A verbatim copy of the entries is the required answer.

(Stored items from a collection)
═══

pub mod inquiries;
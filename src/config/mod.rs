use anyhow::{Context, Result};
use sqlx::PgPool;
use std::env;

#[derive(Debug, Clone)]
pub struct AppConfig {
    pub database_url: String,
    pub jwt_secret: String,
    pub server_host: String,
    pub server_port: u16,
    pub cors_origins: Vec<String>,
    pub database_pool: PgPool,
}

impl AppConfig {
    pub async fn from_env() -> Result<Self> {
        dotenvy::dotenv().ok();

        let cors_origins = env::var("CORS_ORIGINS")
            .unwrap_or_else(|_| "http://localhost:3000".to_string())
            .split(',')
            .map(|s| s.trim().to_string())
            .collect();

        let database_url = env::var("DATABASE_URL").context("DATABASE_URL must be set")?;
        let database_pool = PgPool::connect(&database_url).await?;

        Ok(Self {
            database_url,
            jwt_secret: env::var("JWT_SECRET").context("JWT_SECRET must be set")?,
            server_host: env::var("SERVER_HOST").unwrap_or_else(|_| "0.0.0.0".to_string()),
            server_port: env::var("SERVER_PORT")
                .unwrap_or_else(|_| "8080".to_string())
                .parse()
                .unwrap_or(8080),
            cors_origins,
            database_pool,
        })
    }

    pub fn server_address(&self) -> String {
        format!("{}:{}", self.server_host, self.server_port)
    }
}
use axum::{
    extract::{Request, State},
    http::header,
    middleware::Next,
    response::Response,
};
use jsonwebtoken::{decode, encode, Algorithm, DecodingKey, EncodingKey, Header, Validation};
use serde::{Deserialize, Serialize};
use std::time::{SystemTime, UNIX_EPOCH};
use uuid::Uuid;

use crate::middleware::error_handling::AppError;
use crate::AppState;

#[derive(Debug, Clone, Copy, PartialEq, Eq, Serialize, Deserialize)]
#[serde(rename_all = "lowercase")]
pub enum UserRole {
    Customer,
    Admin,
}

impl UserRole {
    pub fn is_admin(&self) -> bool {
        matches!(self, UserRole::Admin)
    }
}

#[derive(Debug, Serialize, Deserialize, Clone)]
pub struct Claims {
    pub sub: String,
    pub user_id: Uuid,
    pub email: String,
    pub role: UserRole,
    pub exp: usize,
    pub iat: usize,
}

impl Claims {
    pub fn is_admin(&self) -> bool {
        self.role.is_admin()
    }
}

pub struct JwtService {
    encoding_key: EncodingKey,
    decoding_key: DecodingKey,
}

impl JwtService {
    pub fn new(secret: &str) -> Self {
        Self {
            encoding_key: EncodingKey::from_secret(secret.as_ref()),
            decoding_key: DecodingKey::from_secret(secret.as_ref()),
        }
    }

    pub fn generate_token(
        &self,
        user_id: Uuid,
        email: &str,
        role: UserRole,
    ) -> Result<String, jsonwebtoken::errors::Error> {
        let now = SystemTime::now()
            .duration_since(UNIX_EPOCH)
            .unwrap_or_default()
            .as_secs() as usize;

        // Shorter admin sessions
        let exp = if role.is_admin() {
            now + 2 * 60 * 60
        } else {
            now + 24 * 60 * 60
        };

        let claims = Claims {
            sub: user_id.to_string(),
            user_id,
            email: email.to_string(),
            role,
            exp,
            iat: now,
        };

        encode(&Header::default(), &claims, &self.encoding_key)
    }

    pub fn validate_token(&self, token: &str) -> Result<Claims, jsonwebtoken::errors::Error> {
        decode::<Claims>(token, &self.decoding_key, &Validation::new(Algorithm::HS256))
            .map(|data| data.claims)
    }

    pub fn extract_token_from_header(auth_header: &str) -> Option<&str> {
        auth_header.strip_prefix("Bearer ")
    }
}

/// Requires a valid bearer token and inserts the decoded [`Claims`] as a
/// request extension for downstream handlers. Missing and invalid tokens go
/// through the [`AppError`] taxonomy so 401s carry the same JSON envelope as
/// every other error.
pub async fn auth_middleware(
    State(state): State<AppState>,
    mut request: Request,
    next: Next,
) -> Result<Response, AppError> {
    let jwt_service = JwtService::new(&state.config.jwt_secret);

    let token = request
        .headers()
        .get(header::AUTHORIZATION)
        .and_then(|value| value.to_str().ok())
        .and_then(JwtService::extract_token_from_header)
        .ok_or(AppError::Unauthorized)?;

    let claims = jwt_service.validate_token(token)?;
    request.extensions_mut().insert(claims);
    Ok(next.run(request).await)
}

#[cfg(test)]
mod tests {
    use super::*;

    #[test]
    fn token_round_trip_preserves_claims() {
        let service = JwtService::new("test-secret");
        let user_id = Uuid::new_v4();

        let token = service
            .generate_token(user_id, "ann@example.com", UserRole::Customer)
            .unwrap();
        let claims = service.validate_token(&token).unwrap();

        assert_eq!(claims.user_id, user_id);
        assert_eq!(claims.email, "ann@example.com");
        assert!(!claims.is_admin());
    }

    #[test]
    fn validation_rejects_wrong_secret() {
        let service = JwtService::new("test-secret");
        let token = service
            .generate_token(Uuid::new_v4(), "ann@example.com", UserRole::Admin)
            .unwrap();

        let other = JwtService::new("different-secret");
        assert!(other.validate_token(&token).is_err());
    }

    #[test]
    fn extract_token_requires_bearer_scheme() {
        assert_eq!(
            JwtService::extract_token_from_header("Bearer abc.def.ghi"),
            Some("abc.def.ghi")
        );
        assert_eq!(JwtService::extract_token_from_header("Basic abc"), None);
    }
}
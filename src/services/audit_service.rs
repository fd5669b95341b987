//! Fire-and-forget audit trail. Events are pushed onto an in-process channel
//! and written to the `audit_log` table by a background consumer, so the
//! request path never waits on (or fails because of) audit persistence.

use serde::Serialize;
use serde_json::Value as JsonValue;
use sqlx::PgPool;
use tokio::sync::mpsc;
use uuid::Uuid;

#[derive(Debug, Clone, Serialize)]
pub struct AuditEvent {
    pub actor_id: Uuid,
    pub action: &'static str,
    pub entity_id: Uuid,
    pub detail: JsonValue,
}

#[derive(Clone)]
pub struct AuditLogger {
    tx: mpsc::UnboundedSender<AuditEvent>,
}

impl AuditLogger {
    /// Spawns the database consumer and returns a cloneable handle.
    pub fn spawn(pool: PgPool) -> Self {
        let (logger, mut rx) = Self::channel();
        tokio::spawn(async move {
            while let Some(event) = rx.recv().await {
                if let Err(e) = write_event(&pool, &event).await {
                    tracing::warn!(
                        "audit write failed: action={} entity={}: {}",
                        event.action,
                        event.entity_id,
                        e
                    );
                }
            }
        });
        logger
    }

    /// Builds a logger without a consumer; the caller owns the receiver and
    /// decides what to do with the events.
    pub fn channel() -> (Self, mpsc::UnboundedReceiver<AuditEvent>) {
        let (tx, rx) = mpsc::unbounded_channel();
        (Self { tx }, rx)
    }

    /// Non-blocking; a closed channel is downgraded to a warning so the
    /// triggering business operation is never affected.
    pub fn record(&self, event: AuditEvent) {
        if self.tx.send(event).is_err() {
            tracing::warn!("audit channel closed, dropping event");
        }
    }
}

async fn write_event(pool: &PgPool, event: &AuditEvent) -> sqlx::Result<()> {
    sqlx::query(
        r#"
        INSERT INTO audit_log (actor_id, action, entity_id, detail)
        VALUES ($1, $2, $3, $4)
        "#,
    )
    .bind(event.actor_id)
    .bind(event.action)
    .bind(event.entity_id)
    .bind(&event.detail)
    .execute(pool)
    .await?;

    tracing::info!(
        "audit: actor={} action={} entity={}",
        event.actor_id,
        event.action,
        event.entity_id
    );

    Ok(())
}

═══

• **YOUR RESPONSE**:
pub mod inquiries;
filename src/config/mod.rs
use anyhow::{Context, Result};
use sqlx::PgPool;
use std::env;

#[derive(Debug, Clone)]
pub struct AppConfig {
    pub database_url: String,
    pub jwt_secret: String,
    pub server_host: String,
    pub server_port: u16,
    pub cors_origins: Vec<String>,
    pub database_pool: PgPool,
}

impl AppConfig {
    pub async fn from_env() -> Result<Self> {
        dotenvy::dotenv().ok();

        let cors_origins = env::var("CORS_ORIGINS")
            .unwrap_or_else(|_| "http://localhost:3000".to_string())
            .split(',')
            .map(|s| s.trim().to_string())
            .collect();

        let database_url = env::var("DATABASE_URL").context("DATABASE_URL must be set")?;
        let database_pool = PgPool::connect(&database_url).await?;

        Ok(Self {
            database_url,
            jwt_secret: env::var("JWT_SECRET").context("JWT_SECRET must be set")?,
            server_host: env::var("SERVER_HOST").unwrap_or_else(|_| "0.0.0.0".to_string()),
            server_port: env::var("SERVER_PORT")
                .unwrap_or_else(|_| "8080".to_string())
                .parse()
                .unwrap_or(8080),
            cors_origins,
            database_pool,
        })
    }

    pub fn server_address(&self) -> String {
        format!("{}:{}", self.server_host, self.server_port)
    }
}
use axum::{
    extract::{Request, State},
    http::header,
    middleware::Next,
    response::Response,
};
use jsonwebtoken::{decode, encode, Algorithm, DecodingKey, EncodingKey, Header, Validation};
use serde::{Deserialize, Serialize};
use std::time::{SystemTime, UNIX_EPOCH};
use uuid::Uuid;

use crate::middleware::error_handling::AppError;
use crate::AppState;

#[derive(Debug, Clone, Copy, PartialEq, Eq, Serialize, Deserialize)]
#[serde(rename_all = "lowercase")]
pub enum UserRole {
    Customer,
    Admin,
}

impl UserRole {
    pub fn is_admin(&self) -> bool {
        matches!(self, UserRole::Admin)
    }
}

#[derive(Debug, Serialize, Deserialize, Clone)]
pub struct Claims {
    pub sub: String,
    pub user_id: Uuid,
    pub email: String,
    pub role: UserRole,
    pub exp: usize,
    pub iat: usize,
}

impl Claims {
    pub fn is_admin(&self) -> bool {
        self.role.is_admin()
    }
}

pub struct JwtService {
    encoding_key: EncodingKey,
    decoding_key: DecodingKey,
}

impl JwtService {
    pub fn new(secret: &str) -> Self {
        Self {
            encoding_key: EncodingKey::from_secret(secret.as_ref()),
            decoding_key: DecodingKey::from_secret(secret.as_ref()),
        }
    }

    pub fn generate_token(
        &self,
        user_id: Uuid,
        email: &str,
        role: UserRole,
    ) -> Result<String, jsonwebtoken::errors::Error> {
        let now = SystemTime::now()
            .duration_since(UNIX_EPOCH)
            .unwrap_or_default()
            .as_secs() as usize;

        // Shorter admin sessions
        let exp = if role.is_admin() {
            now + 2 * 60 * 60
        } else {
            now + 24 * 60 * 60
        };

        let claims = Claims {
            sub: user_id.to_string(),
            user_id,
            email: email.to_string(),
            role,
            exp,
            iat: now,
        };

        encode(&Header::default(), &claims, &self.encoding_key)
    }

    pub fn validate_token(&self, token: &str) -> Result<Claims, jsonwebtoken::errors::Error> {
        decode::<Claims>(token, &self.decoding_key, &Validation::new(Algorithm::HS256))
            .map(|data| data.claims)
    }

    pub fn extract_token_from_header(auth_header: &str) -> Option<&str> {
        auth_header.strip_prefix("Bearer ")
    }
}

/// Requires a valid bearer token and inserts the decoded [`Claims`] as a
/// request extension for downstream handlers. Missing and invalid tokens go
/// through the [`AppError`] taxonomy so 401s carry the same JSON envelope as
/// every other error.
pub async fn auth_middleware(
    State(state): State<AppState>,
    mut request: Request,
    next: Next,
) -> Result<Response, AppError> {
    let jwt_service = JwtService::new(&state.config.jwt_secret);

    let token = request
        .headers()
        .get(header::AUTHORIZATION)
        .and_then(|value| value.to_str().ok())
        .and_then(JwtService::extract_token_from_header)
        .ok_or(AppError::Unauthorized)?;

    let claims = jwt_service.validate_token(token)?;
    request.extensions_mut().insert(claims);
    Ok(next.run(request).await)
}

#[cfg(test)]
mod tests {
    use super::*;

    #[test]
    fn token_round_trip_preserves_claims() {
        let service = JwtService::new("test-secret");
        let user_id = Uuid::new_v4();

        let token = service
            .generate_token(user_id, "ann@example.com", UserRole::Customer)
            .unwrap();
        let claims = service.validate_token(&token).unwrap();

        assert_eq!(claims.user_id, user_id);
        assert_eq!(claims.email, "ann@example.com");
        assert!(!claims.is_admin());
    }

    #[test]
    fn validation_rejects_wrong_secret() {
        let service = JwtService::new("test-secret");
        let token = service
            .generate_token(Uuid::new_v4(), "ann@example.com", UserRole::Admin)
            .unwrap();

        let other = JwtService::new("different-secret");
        assert!(other.validate_token(&token).is_err());
    }

    #[test]
    fn extract_token_requires_bearer_scheme() {
        assert_eq!(
            JwtService::extract_token_from_header("Bearer abc.def.ghi"),
            Some("abc.def.ghi")
        );
        assert_eq!(JwtService::extract_token_from_header("Basic abc"), None);
    }
}
filename src/services/audit_service.rs
repository fd5669b95341b987
//! Fire-and-forget audit trail. Events are pushed onto an in-process channel
//! and written to the `audit_log` table by a background consumer, so the
//! request path never waits on (or fails because of) audit persistence.

use serde::Serialize;
use serde_json::Value as JsonValue;
use sqlx::PgPool;
use tokio::sync::mpsc;
use uuid::Uuid;

#[derive(Debug, Clone, Serialize)]
pub struct AuditEvent {
    pub actor_id: Uuid,
    pub action: &'static str,
    pub entity_id: Uuid,
    pub detail: JsonValue,
}

#[derive(Clone)]
pub struct AuditLogger {
    tx: mpsc::UnboundedSender<AuditEvent>,
}

impl AuditLogger {
    /// Spawns the database consumer and returns a cloneable handle.
    pub fn spawn(pool: PgPool) -> Self {
        let (logger, mut rx) = Self::channel();
        tokio::spawn(async move {
            while let Some(event) = rx.recv().await {
                if let Err(e) = write_event(&pool, &event).await {
                    tracing::warn!(
                        "audit write failed: action={} entity={}: {}",
                        event.action,
                        event.entity_id,
                        e
                    );
                }
            }
        });
        logger
    }

    /// Builds a logger without a consumer; the caller owns the receiver and
    /// decides what to do with the events.
    pub fn channel() -> (Self, mpsc::UnboundedReceiver<AuditEvent>) {
        let (tx, rx) = mpsc::unbounded_channel();
        (Self { tx }, rx)
    }

    /// Non-blocking; a closed channel is downgraded to a warning so the
    /// triggering business operation is never affected.
    pub fn record(&self, event: AuditEvent) {
        if self.tx.send(event).is_err() {
            tracing::warn!("audit channel closed, dropping event");
        }
    }
}

async fn write_event(pool: &PgPool, event: &AuditEvent) -> sqlx::Result<()> {
    sqlx::query(
        r#"
        INSERT INTO audit_log (actor_id, action, entity_id, detail)
        VALUES ($1, $2, $3, $4)
        "#,
    )
    .bind(event.actor_id)
    .bind(event.action)
    .bind(event.entity_id)
    .bind(&event.detail)
    .execute(pool)
    .await?;

    tracing::info!(
        "audit: actor={} action={} entity={}",
        event.actor_id,
        event.action,
        event.entity_id
    );

    Ok(())
}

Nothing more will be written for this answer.